El comercial no me pareció lo máximo, sin embargo lo importante que saco al verlo es que me llenó de rabia. Es la sensación de que el tiempo pasa y no hago nada al respecto.
A Diego lo conocí en una de sus primeras películas cuando cuidaba de su armónica mientras filmaba El Cometa.
No se trata de la envidia de lo que cada uno hace sino de que yo no he hecho mucho en mi proyecto creativo. En el comercial dice algo así como: me gusta contar historias.

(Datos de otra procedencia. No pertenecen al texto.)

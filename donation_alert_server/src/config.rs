//! Server configuration.
//!
//! Everything is read from environment variables when the server starts. Invalid values are logged and replaced by
//! their defaults rather than stopping the server.
//!
//! | Variable                 | Default   |
//! |--------------------------|-----------|
//! | `HOST`                   | `0.0.0.0` |
//! | `PORT`                   | `3001`    |
//! | `STRIPE_SECRET_KEY`      |           |
//! | `STRIPE_WEBHOOK_SECRET`  |           |
//! | `DA_SIGNATURE_TOLERANCE` | `300`     |
//! | `DA_KEEPALIVE_INTERVAL`  | `15`      |
use std::{env, time::Duration};

use da_common::{helpers::env_or_default, Secret};
use donation_engine::{stripe::DEFAULT_SIGNATURE_TOLERANCE_SECS, StripeWebhookVerifier};
use log::*;

const DEFAULT_HOST: &str = "0.0.0.0";
const DEFAULT_PORT: u16 = 3001;
const DEFAULT_KEEPALIVE_INTERVAL_SECS: u64 = 15;

#[derive(Clone, Debug)]
pub struct ServerConfig {
    pub host: String,
    pub port: u16,
    /// Seconds between keepalive pings to connected viewers. Zero disables keepalives.
    pub keepalive_interval_secs: u64,
    pub stripe: StripeConfig,
}

#[derive(Clone, Debug)]
pub struct StripeConfig {
    /// The Stripe API key. Nothing in the webhook flow calls the Stripe API, but deployments carry it alongside the
    /// webhook secret.
    pub secret_key: Secret<String>,
    /// The signing secret for the webhook endpoint (`whsec_...`).
    pub webhook_secret: Secret<String>,
    /// Maximum age of a webhook signature, in seconds. Zero disables the check.
    pub signature_tolerance: i64,
}

impl Default for ServerConfig {
    fn default() -> Self {
        Self {
            host: DEFAULT_HOST.to_string(),
            port: DEFAULT_PORT,
            keepalive_interval_secs: DEFAULT_KEEPALIVE_INTERVAL_SECS,
            stripe: StripeConfig::default(),
        }
    }
}

impl Default for StripeConfig {
    fn default() -> Self {
        Self {
            secret_key: Secret::default(),
            webhook_secret: Secret::default(),
            signature_tolerance: DEFAULT_SIGNATURE_TOLERANCE_SECS,
        }
    }
}

impl ServerConfig {
    pub fn new(host: &str, port: u16) -> Self {
        Self { host: host.to_string(), port, ..Default::default() }
    }

    pub fn from_env_or_default() -> Self {
        let host = env::var("HOST").ok().unwrap_or_else(|| DEFAULT_HOST.into());
        let port = env_or_default("PORT", DEFAULT_PORT);
        let keepalive_interval_secs = env_or_default("DA_KEEPALIVE_INTERVAL", DEFAULT_KEEPALIVE_INTERVAL_SECS);
        if keepalive_interval_secs == 0 {
            warn!("🪛️ Keepalives are disabled. Disconnected viewers may linger until the next donation.");
        }
        let stripe = StripeConfig::from_env_or_defaults();
        Self { host, port, keepalive_interval_secs, stripe }
    }

    pub fn keepalive_interval(&self) -> Option<Duration> {
        (self.keepalive_interval_secs > 0).then(|| Duration::from_secs(self.keepalive_interval_secs))
    }
}

impl StripeConfig {
    pub fn from_env_or_defaults() -> Self {
        let secret_key = env::var("STRIPE_SECRET_KEY").ok().unwrap_or_else(|| {
            warn!("🪛️ STRIPE_SECRET_KEY is not set.");
            String::default()
        });
        let webhook_secret = env::var("STRIPE_WEBHOOK_SECRET").ok().unwrap_or_else(|| {
            error!(
                "🪛️ STRIPE_WEBHOOK_SECRET is not set. Please set it to the signing secret of your Stripe webhook \
                 endpoint. Until you do, every webhook will be rejected."
            );
            String::default()
        });
        let signature_tolerance = env_or_default("DA_SIGNATURE_TOLERANCE", DEFAULT_SIGNATURE_TOLERANCE_SECS);
        if signature_tolerance <= 0 {
            warn!("🪛️ Webhook signature age checks are disabled. Old webhooks can be replayed.");
        }
        Self { secret_key: Secret::new(secret_key), webhook_secret: Secret::new(webhook_secret), signature_tolerance }
    }

    pub fn webhook_verifier(&self) -> StripeWebhookVerifier {
        StripeWebhookVerifier::new(self.webhook_secret.clone()).with_tolerance(self.signature_tolerance)
    }
}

Vamos si un actor no cuenta nada, interpreta un roll creado por el escritor que es la persona que en realidad tiene que contar algo.
Es entonces un sentimiento de profunda frustración.
La frustración de no tener lo que deseo.
Que difícil es estar enojado con uno mismo. Que desesperación no saber por donde comenzar. Que tarde parece ser.
Un amigo me platicaba lo preocupado que estaba por el futuro que le espera a su hija de 3 años; cuando se olvida de que antes de todo eso estamos nosotros mismos.
No cabe duda de que hay que cambiar de forma de pensar, ¿pero cómo?
No tengo cabeza ahora para pensar en la manera en que puedo cambiar mis pensamientos. Mañana tal vez sea un día diferente.